Macron says EU and Africa seek vaccine deal at February summit – POLITICO

The EU is working with African countries towards an agreement to improve access to coronavirus vaccines, French President Emmanuel Macron said on Wednesday.

In a letter to the European Parliament, Macron said that the leaders aimed to present an agreement on EU-African Union summit next month. He said he hoped EU leaders would agree to a global license for coronavirus vaccines that removes barriers to gaining the capacity, intellectual property and technology that Africa needs to make its own vaccines.

The EU is working with African countries to create a number of vaccine production sites on the continent. Yet the bloc has so far pushed back on calls from developing countries to relinquish intellectual property rights to coronavirus vaccines owned by leading drug manufacturers. Germany’s BioNTech developed one of the world’s leading coronavirus vaccines.

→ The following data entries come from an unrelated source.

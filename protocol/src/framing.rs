//! Length-prefixed framing for the TCP and RCON streams.

use byteorder::{ByteOrder, LittleEndian};
use log::debug;
use tokio::io::{AsyncRead, AsyncReadExt};

use crate::error::{CodecError, Result};

/// Size of the little-endian length prefix in front of every frame.
/// The prefix does not include its own bytes.
#[derive(Debug, Clone, Copy, PartialEq, Eq)]
pub enum LengthPrefix {
    /// Game TCP stream.
    U16,
    /// RCON stream.
    U32,
}

impl LengthPrefix {
    pub fn size(self) -> usize {
        match self {
            LengthPrefix::U16 => 2,
            LengthPrefix::U32 => 4,
        }
    }

    pub fn max_payload(self) -> usize {
        match self {
            LengthPrefix::U16 => u16::MAX as usize,
            LengthPrefix::U32 => i32::MAX as usize,
        }
    }

    pub fn parse(self, bytes: &[u8]) -> usize {
        match self {
            LengthPrefix::U16 => LittleEndian::read_u16(bytes) as usize,
            LengthPrefix::U32 => LittleEndian::read_u32(bytes) as usize,
        }
    }

    pub(crate) fn patch(self, dst: &mut [u8], len: usize) {
        match self {
            LengthPrefix::U16 => LittleEndian::write_u16(dst, len as u16),
            LengthPrefix::U32 => LittleEndian::write_u32(dst, len as u32),
        }
    }
}

/// Splits one complete frame off the front of `src`.
///
/// Returns `Ok(None)` while the frame is still incomplete, otherwise the
/// payload and the total number of bytes consumed.
pub fn decode_frame(src: &[u8], prefix: LengthPrefix, max_len: usize) -> Result<Option<(&[u8], usize)>> {
    if src.len() < prefix.size() {
        return Ok(None);
    }

    let len = prefix.parse(&src[..prefix.size()]);
    if len > max_len {
        return Err(CodecError::FrameTooLarge {
            size: len,
            max: max_len,
        });
    }

    let total = prefix.size() + len;
    if src.len() < total {
        return Ok(None);
    }

    Ok(Some((&src[prefix.size()..total], total)))
}

/// Bytes requested from the stream per read.
const READ_CHUNK: usize = 1024;

/// Reads whole frames from an async byte stream into a bounded buffer.
///
/// Partial frames stay buffered between calls, so [`FrameReader::read_frame`]
/// can be dropped inside `select!` without losing stream position.
pub struct FrameReader<R> {
    inner: R,
    prefix: LengthPrefix,
    buffer: Vec<u8>,
    /// Bytes of the frame returned by the previous call.
    consumed: usize,
    capacity: usize,
}

impl<R: AsyncRead + Unpin> FrameReader<R> {
    pub fn new(inner: R, prefix: LengthPrefix, capacity: usize) -> Self {
        Self {
            inner,
            prefix,
            buffer: Vec::with_capacity(capacity + prefix.size()),
            consumed: 0,
            capacity,
        }
    }

    pub fn capacity(&self) -> usize {
        self.capacity
    }

    /// Reads the next frame payload. `Ok(None)` means the peer closed the
    /// stream cleanly between frames.
    ///
    /// A declared length above the buffer capacity clears the buffer and
    /// fails with [`CodecError::FrameTooLarge`]; the caller must drop the
    /// connection.
    pub async fn read_frame(&mut self) -> Result<Option<&[u8]>> {
        if self.consumed > 0 {
            self.buffer.drain(..self.consumed);
            self.consumed = 0;
        }

        loop {
            let decoded = decode_frame(&self.buffer, self.prefix, self.capacity)
                .map(|frame| frame.map(|(_, total)| total));
            let complete = match decoded {
                Ok(total) => total,
                Err(e) => {
                    debug!("Dropping buffered stream data: {}", e);
                    self.buffer.clear();
                    return Err(e);
                }
            };
            if let Some(total) = complete {
                self.consumed = total;
                return Ok(Some(&self.buffer[self.prefix.size()..total]));
            }

            let mut chunk = [0u8; READ_CHUNK];
            let read = self.inner.read(&mut chunk).await?;
            if read == 0 {
                if self.buffer.is_empty() {
                    return Ok(None);
                }
                return Err(std::io::Error::from(std::io::ErrorKind::UnexpectedEof).into());
            }
            self.buffer.extend_from_slice(&chunk[..read]);
        }
    }

    pub fn into_inner(self) -> R {
        self.inner
    }
}
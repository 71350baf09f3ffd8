use crate::codec::{PacketReader, PacketWriter};
use crate::error::Result;
use crate::opcodes::ACServerProtocol;

use super::{IncomingPacket, OutgoingPacket};

/// Session id used for messages that originate from the server itself.
pub const SERVER_SESSION_ID: u8 = 255;

#[derive(Debug, Clone, PartialEq, Default)]
pub struct ChatMessage {
    pub session_id: u8,
    pub message: String,
}

impl ChatMessage {
    pub fn from_server(message: impl Into<String>) -> Self {
        ChatMessage {
            session_id: SERVER_SESSION_ID,
            message: message.into(),
        }
    }
}

impl OutgoingPacket for ChatMessage {
    fn to_writer(&self, writer: &mut PacketWriter) {
        writer.write(ACServerProtocol::Chat.repr());
        writer.write(self.session_id);
        writer.write_utf32_string(&self.message);
    }
}

impl IncomingPacket for ChatMessage {
    fn from_reader(reader: &mut PacketReader<'_>) -> Result<Self> {
        Ok(ChatMessage {
            session_id: reader.read()?,
            message: reader.read_utf32_string()?,
        })
    }
}
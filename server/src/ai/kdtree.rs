//! Implicit k-d tree over spline point positions.
//!
//! Nodes are stored flat: the node for the range `[lo, hi)` sits at
//! `lo + (hi - lo) / 2`, split on axis `depth % 3`. No child links are stored,
//! so the same layout can be searched straight out of the cache file.

use protocol::Vector3;

#[derive(Debug, Clone, Copy, PartialEq)]
pub struct KdNode {
    pub position: Vector3,
    pub point_id: i32,
}

/// Random access to a flattened tree, in memory or memory-mapped.
pub trait KdNodes {
    fn node_count(&self) -> usize;
    fn node(&self, index: usize) -> Option<KdNode>;
}

impl KdNodes for [KdNode] {
    fn node_count(&self) -> usize {
        self.len()
    }

    fn node(&self, index: usize) -> Option<KdNode> {
        self.get(index).copied()
    }
}

impl KdNodes for Vec<KdNode> {
    fn node_count(&self) -> usize {
        self.len()
    }

    fn node(&self, index: usize) -> Option<KdNode> {
        self.get(index).copied()
    }
}

fn midpoint(lo: usize, hi: usize) -> usize {
    lo + (hi - lo) / 2
}

/// Reorders `nodes` in place into the implicit layout.
pub fn build(nodes: &mut [KdNode]) {
    build_range(nodes, 0);
}

fn build_range(nodes: &mut [KdNode], depth: usize) {
    if nodes.len() <= 1 {
        return;
    }
    let axis = depth % 3;
    let mid = nodes.len() / 2;
    nodes.select_nth_unstable_by(mid, |a, b| {
        a.position.axis(axis).total_cmp(&b.position.axis(axis))
    });

    let (left, rest) = nodes.split_at_mut(mid);
    build_range(left, depth + 1);
    build_range(&mut rest[1..], depth + 1);
}

/// Nearest stored point to `target` as `(point_id, distance_squared)`.
/// An empty tree yields `(-1, f32::INFINITY)`.
pub fn nearest<T: KdNodes + ?Sized>(tree: &T, target: Vector3) -> (i32, f32) {
    let mut best = (-1, f32::INFINITY);
    search(tree, target, 0, tree.node_count(), 0, &mut best);
    best
}

fn search<T: KdNodes + ?Sized>(
    tree: &T,
    target: Vector3,
    lo: usize,
    hi: usize,
    depth: usize,
    best: &mut (i32, f32),
) {
    if lo >= hi {
        return;
    }
    let mid = midpoint(lo, hi);
    let node = match tree.node(mid) {
        Some(node) => node,
        None => return,
    };

    let distance = node.position.distance_squared(target);
    if distance < best.1 {
        *best = (node.point_id, distance);
    }

    let axis = depth % 3;
    let diff = target.axis(axis) - node.position.axis(axis);
    let (near, far) = if diff < 0.0 {
        ((lo, mid), (mid + 1, hi))
    } else {
        ((mid + 1, hi), (lo, mid))
    };

    search(tree, target, near.0, near.1, depth + 1, best);
    if diff * diff < best.1 {
        search(tree, target, far.0, far.1, depth + 1, best);
    }
}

Vaccine access campaigns argue that IP rights are an obstacle to broader vaccination in developing countries. With 10 pct of Africa’s population is fully vaccinated against 70% in the EU.

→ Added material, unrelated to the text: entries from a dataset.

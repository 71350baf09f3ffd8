use clap::Parser;
use protocol::packets::{
    CarConnect, ChatMessage, ChecksumPacket, HandshakeRequest, PongResponse, ServerTcpMessage,
    ServerUdpMessage,
};
use protocol::{FrameReader, LengthPrefix, OutgoingPacket, MAX_DATAGRAM, MAX_TCP_FRAME, PROTOCOL_VERSION};
use server::checksum::md5_digest;
use std::net::SocketAddr;
use std::path::PathBuf;
use std::time::{Duration, Instant};
use tokio::io::AsyncWriteExt;
use tokio::net::{TcpStream, UdpSocket};

/// Headless client that joins a server, answers pings and prints what it receives
#[derive(Parser, Debug)]
#[clap(author, version, about)]
struct Args {
    /// Server TCP address
    #[clap(short, long, default_value = "127.0.0.1:9600")]
    server: SocketAddr,
    /// Driver name
    #[clap(short, long, default_value = "probe")]
    name: String,
    /// Car model to request
    #[clap(short, long, default_value = "car_a")]
    car: String,
    /// Steam id reported in the handshake
    #[clap(long, default_value = "76561198000000000")]
    guid: u64,
    /// Server password
    #[clap(short, long, default_value = "")]
    password: String,
    /// Content files to checksum, in the server's order
    #[clap(long)]
    checksum: Vec<PathBuf>,
    /// Chat message sent once connected
    #[clap(long)]
    chat: Option<String>,
    /// Seconds to stay connected
    #[clap(short, long, default_value = "10")]
    duration: u64,
}

#[tokio::main]
async fn main() -> Result<(), Box<dyn std::error::Error>> {
    let args = Args::parse();

    let stream = TcpStream::connect(args.server).await?;
    println!("Connected to {}", args.server);
    let (read_half, mut write_half) = stream.into_split();
    let mut reader = FrameReader::new(read_half, LengthPrefix::U16, MAX_TCP_FRAME);

    let handshake = HandshakeRequest {
        client_version: PROTOCOL_VERSION,
        guid: args.guid,
        name: args.name.clone(),
        team: String::new(),
        nation: "ITA".to_string(),
        requested_car: args.car.clone(),
        password: args.password.clone(),
        features: None,
        session_ticket: None,
    };
    write_half.write_all(&handshake.to_frame()?).await?;

    let response = match reader.read_frame().await? {
        Some(payload) => ServerTcpMessage::decode(payload)?,
        None => return Err("server closed the connection during handshake".into()),
    };
    let response = match response {
        ServerTcpMessage::HandshakeResponse(response) => response,
        ServerTcpMessage::Rejected(rejection) => {
            println!("Handshake rejected: {:?}", rejection);
            return Ok(());
        }
        other => return Err(format!("unexpected handshake reply: {:?}", other).into()),
    };

    println!(
        "Joined '{}' on {} as session {} in {} ({} cars, {} checksums)",
        response.server_name,
        response.track,
        response.session_id,
        response.car_model,
        response.cars.len(),
        response.checksum_count
    );
    for car in &response.cars {
        println!(
            "  slot {}: {} {}",
            car.session_id,
            car.model,
            if car.connected { car.driver_name.as_str() } else { "(free)" }
        );
    }

    if response.checksum_count > 0 {
        let mut digests = Vec::with_capacity(args.checksum.len());
        for path in &args.checksum {
            digests.push(md5_digest(&std::fs::read(path)?));
        }
        write_half.write_all(&ChecksumPacket { digests }.to_frame()?).await?;
    }

    let udp_target = SocketAddr::new(args.server.ip(), response.udp_port);
    let udp = UdpSocket::bind(if udp_target.is_ipv4() { "0.0.0.0:0" } else { "[::]:0" }).await?;
    udp.send_to(
        &CarConnect { session_id: response.session_id }.to_datagram()?,
        udp_target,
    )
    .await?;

    if let Some(message) = &args.chat {
        let chat = ChatMessage {
            session_id: response.session_id,
            message: message.clone(),
        };
        write_half.write_all(&chat.to_frame()?).await?;
    }

    let started = Instant::now();
    let deadline = tokio::time::sleep(Duration::from_secs(args.duration));
    tokio::pin!(deadline);
    let mut buffer = vec![0u8; MAX_DATAGRAM];

    loop {
        tokio::select! {
            _ = &mut deadline => break,
            frame = reader.read_frame() => {
                let Some(payload) = frame? else {
                    println!("Server closed the connection");
                    break;
                };
                match ServerTcpMessage::decode(payload) {
                    Ok(ServerTcpMessage::KickCar(kick)) if kick.session_id == response.session_id => {
                        println!("Kicked: {:?}", kick.reason);
                    }
                    Ok(message) => println!("TCP: {:?}", message),
                    Err(e) => println!("Undecodable TCP frame: {}", e),
                }
            }
            received = udp.recv_from(&mut buffer) => {
                let (len, _) = received?;
                match ServerUdpMessage::decode(&buffer[..len]) {
                    Ok(ServerUdpMessage::Ping(ping)) => {
                        let pong = PongResponse {
                            server_time: ping.server_time,
                            client_time: started.elapsed().as_millis() as u32,
                        };
                        udp.send_to(&pong.to_datagram()?, udp_target).await?;
                        println!("Ping: server time {} ms, last ping {} ms", ping.server_time, ping.last_ping);
                    }
                    Ok(ServerUdpMessage::CarConnect(connect)) => {
                        println!("UDP associated for session {}", connect.session_id);
                    }
                    Ok(ServerUdpMessage::Positions(batch)) => {
                        println!("Positions: {} cars at {} ms", batch.updates.len(), batch.server_time);
                    }
                    Err(e) => println!("Undecodable datagram: {}", e),
                }
            }
        }
    }

    write_half.shutdown().await?;
    println!("Disconnected");
    Ok(())
}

Macron said the global licensing proposal under discussion is in line with requests from the leaders of both the World Trade Organization and the World Health Organization, the Geneva-based multilateral groups, where the debate on IP exemptions has dragged out much of the pandemic.

Macron also defended the EU’s results on vaccine exports, saying the bloc had sent half of all the 2.5 billion doses produced within it abroad. The French president said that unlike the United States, the EU had not imposed an export ban on vaccine ingredients or doses.

In fact, the Commission introduced a mechanism that would allow the export of doses to be blocked and used it on a single shipment of 250,000 Oxford / AstraZeneca vaccine doses originally destined for Australia. At the time, third-country officials also claimed that the Commission was informally pressuring vaccine manufacturers not to export doses without having to officially activate the mechanism.